The other side of that coin is the feeling of running away, of leaving people behind or abandoning them, being unavailable, of leaving problems unsolved. It’s leaving behind safety and the predictable.
Sailing isn’t what’s triggered these thoughts, though I wonder if all long-term sailors also struggle with this. Sailing is what’s given me time and space to realize that this coin’s been flipping my entire life.
The vast majority of my ancestors came from the Old World. I’ve read enough history to make some educated guesses about the general reasons for emigrating to the New World, but their individual stories are lost to time. Perhaps I know what it felt like down in their guts, a cross between elation and terror, to put history behind them and sail into the unknown.
Some 80 years ago, Castro’s government took the home my grandparents had built near Havana and declared it public property. They chose to leave, and after living in a few different countries, settled in Mexico. There, my mother graduated college, married, and gave birth to me. My parents left Mexico for the US. When they divorced, my mother took me and my brother halfway across the country. In my 20s, I moved by myself completely across the country, to a city where I knew nobody and had never been, but where I settled down and raised my children. Once they became adults, I sold everything and bought a cruising sailboat, and have now sailed almost 9,000 miles, 4 time-zones, and 5 countries away.
At 3am, that coin seems to be falling, and sure to land on “running away”. This is the picture that side of the coin paints: my ancestors fled Europe, my grandparents fled Cuba, my mother fled from her marriage, fled from the shame of divorce. I then ran away from my family, my ailing grandparents, my friends, and all the self-made problems of my 20s, and decades later, I abandoned my family when I sailed away from Portland. That’s a sad, heavy load to carry.

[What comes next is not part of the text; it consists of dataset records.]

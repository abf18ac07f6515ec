use std::path::PathBuf;
use std::sync::Arc;

use anyhow::Result;
use serde::Serialize;
use tracing::info;

use crate::config::{AppContext, Settings};
use crate::disambiguation::Resolutions;
use crate::error::{PipelineError, PipelineResult};
use crate::extraction::{ExtractionPipeline, ExtractionReport, Extractor};
use crate::graph::{
    FactOverrides, FactSource, NewPerson, NewStory, PendingExtraction, Person, PersonStatus,
    RelationshipFact, ReviewStatus, Story,
};
use crate::mentions::{self, ParsedText};
use crate::resolver::{self, CandidateSummary, ResolutionPass};
use crate::review::{ReviewEngine, ReviewOutcome};
use crate::storage::{self, Database, MergeSummary};
use crate::validator::{self, CandidateFact};

/// Parse result for text being typed, with suggestions for the live token
#[derive(Debug, Clone, Serialize)]
pub struct MentionPreview {
    #[serde(flatten)]
    pub parsed: ParsedText,
    pub suggestions: Vec<CandidateSummary>,
}

/// Manager for one owner's relationship data.
/// Provides async API wrapping the SQLite store, pipeline and review engine.
pub struct RelationshipManager {
    owner_id: String,
    db: Arc<Database>,
    pipeline: ExtractionPipeline,
    review: ReviewEngine,
    suggestion_limit: usize,
}

impl RelationshipManager {
    /// Open the database at `db_path` and wire the configured collaborator
    pub fn new(db_path: PathBuf, ctx: &AppContext) -> Result<Self> {
        let db = Arc::new(Database::open(&db_path)?);
        let extractor = ctx.build_extractor()?;
        Ok(Self::with_database(db, extractor, ctx.settings()))
    }

    pub fn with_database(
        db: Arc<Database>,
        extractor: Arc<dyn Extractor>,
        settings: &Settings,
    ) -> Self {
        let pipeline = ExtractionPipeline::new(db.clone(), extractor)
            .with_default_confidence(settings.default_confidence)
            .with_suggestion_limit(settings.suggestion_limit);
        Self {
            owner_id: settings.owner_id.clone(),
            review: ReviewEngine::new(db.clone()),
            db,
            pipeline,
            suggestion_limit: settings.suggestion_limit,
        }
    }

    pub fn owner_id(&self) -> &str {
        &self.owner_id
    }

    // Persons

    pub async fn create_person(&self, input: NewPerson) -> Result<Person> {
        self.db.create_person(&self.owner_id, &input)
    }

    pub async fn get_person(&self, id: &str) -> PipelineResult<Person> {
        self.db
            .get_person(&self.owner_id, id)?
            .ok_or_else(|| PipelineError::not_found("person", id))
    }

    pub async fn list_persons(&self, include_merged: bool) -> Result<Vec<Person>> {
        self.db.list_persons(&self.owner_id, include_merged)
    }

    /// Ranked, capped lookup by name or nickname
    pub async fn search_persons(&self, query: &str) -> Result<Vec<Person>> {
        let roster = self.db.list_persons(&self.owner_id, false)?;
        Ok(resolver::search_persons(query, &roster, self.suggestion_limit)
            .into_iter()
            .cloned()
            .collect())
    }

    pub async fn archive_person(&self, id: &str) -> PipelineResult<Person> {
        self.db
            .set_person_status(&self.owner_id, id, PersonStatus::Archived)
    }

    pub async fn merge_persons(&self, source_id: &str, target_id: &str) -> PipelineResult<MergeSummary> {
        self.db.merge_persons(&self.owner_id, source_id, target_id)
    }

    // Stories and mentions

    /// Persist a story. Extraction is a separate step and never undoes this.
    pub async fn create_story(&self, input: NewStory) -> Result<Story> {
        let story = self.db.create_story(&self.owner_id, &input)?;
        info!(story_id = %story.id, "story saved");
        Ok(story)
    }

    pub async fn get_story(&self, id: &str) -> PipelineResult<Story> {
        self.db
            .get_story(&self.owner_id, id)?
            .ok_or_else(|| PipelineError::not_found("story", id))
    }

    pub async fn list_stories(&self) -> Result<Vec<Story>> {
        self.db.list_stories(&self.owner_id)
    }

    pub async fn delete_story(&self, id: &str) -> PipelineResult<()> {
        if self.db.delete_story(&self.owner_id, id)? {
            Ok(())
        } else {
            Err(PipelineError::not_found("story", id))
        }
    }

    /// Mentions in `text` plus lookup suggestions for the token under `caret`
    pub async fn preview_mentions(&self, text: &str, caret: usize) -> Result<MentionPreview> {
        let parsed = mentions::parse(text, caret);
        let suggestions = match &parsed.live {
            Some(live) if !live.forced_create => {
                let roster = self.db.list_persons(&self.owner_id, false)?;
                resolver::suggest(live, &roster, self.suggestion_limit)
                    .into_iter()
                    .map(CandidateSummary::from)
                    .collect()
            }
            _ => Vec::new(),
        };
        Ok(MentionPreview {
            parsed,
            suggestions,
        })
    }

    pub async fn resolve_story(&self, story_id: &str) -> PipelineResult<ResolutionPass> {
        self.pipeline.resolution_pass(&self.owner_id, story_id)
    }

    /// Apply resolutions, run the collaborator and stage what survives validation
    pub async fn process_story(
        &self,
        story_id: &str,
        resolutions: &Resolutions,
    ) -> PipelineResult<ExtractionReport> {
        self.pipeline
            .process_story(&self.owner_id, story_id, resolutions)
            .await
    }

    // Review

    /// Triage listing, lowest confidence first
    pub async fn list_pending(&self, status: Option<ReviewStatus>) -> Result<Vec<PendingExtraction>> {
        self.db.list_pending(&self.owner_id, status)
    }

    pub async fn approve(&self, id: &str) -> PipelineResult<ReviewOutcome> {
        self.review.approve(&self.owner_id, id)
    }

    pub async fn reject(&self, id: &str, reason: Option<&str>) -> PipelineResult<ReviewOutcome> {
        self.review.reject(&self.owner_id, id, reason)
    }

    pub async fn edit_and_approve(
        &self,
        id: &str,
        overrides: &FactOverrides,
    ) -> PipelineResult<ReviewOutcome> {
        self.review.edit_and_approve(&self.owner_id, id, overrides)
    }

    // Facts

    pub async fn list_facts(&self, subject_id: Option<&str>) -> Result<Vec<RelationshipFact>> {
        self.db.list_facts(&self.owner_id, subject_id)
    }

    /// Record a fact entered by hand: provenance `manual`, full confidence
    pub async fn add_fact(&self, subject_id: &str, candidate: &CandidateFact) -> PipelineResult<RelationshipFact> {
        let owner = self.owner_id.as_str();
        let db = &self.db;
        let fact = db.with_immediate_tx(|conn| {
            let subject = storage::canonical_person(conn, owner, subject_id)?
                .ok_or_else(|| PipelineError::not_found("person", subject_id))?;
            let mut draft = validator::validate(conn, owner, candidate, &subject.id, None, 1.0)?;
            draft.confidence = 1.0;
            Ok::<_, PipelineError>(storage::insert_fact(
                conn,
                &db.next_id(),
                owner,
                &draft,
                FactSource::Manual,
            )?)
        })?;
        info!(fact_id = %fact.id, kind = %fact.fact.relation_kind, "manual fact added");
        Ok(fact)
    }

    pub async fn delete_fact(&self, id: &str) -> PipelineResult<()> {
        if self.db.delete_fact(&self.owner_id, id)? {
            Ok(())
        } else {
            Err(PipelineError::not_found("fact", id))
        }
    }
}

The sun comes up as I emerge from the circadian low and a mental balance returns like a sailboat that rights itself after a broaching. Low clouds hang over the shores of Panama, and friends of ours rest at anchor on the other side of a tiny island.
In a t-shirt and boxers, a pleasant sea breeze blows the heat of my sleep off me as I stand in the cockpit, drinking in the beautiful vista. I feel that sadness and weight evaporate off me, as if by magic, and reinvigorated as I draw the fresh air into my lungs and realize where I am and who I am with. I’ve lived another day.
I’m right where I should be, even if growing up, going to school, working, growing a family, being a pilot, all seems like another life. It was a good life and I mostly did things right. My kids are fine, and their young-adult struggles are their own. Whether I was 9 feet or 9,000 miles away, they wouldn’t ask for or listen to my advice. The decades of soul-numbing corporate IT work and office life that made being here possible are behind me. My wife is loving, healthy, and takes good care of me. I couldn’t ask for a better partner in this adventure.
Miette, our little floating home is sound, her anchor is well dug into the sand, there’s food in the fridge, freshwater in the tanks, and sun on the solar panels. Our little slice of the world is at peace.
The coin stays ever-floating in the air, turning over and over, but today, under the sun on this lovely morning, my perspective is right-side up.
Sounds like an ego death. Have you read any Ram Dass books, my friend?
For those willing to take the risk, life can take so many turns. Love to you both, t.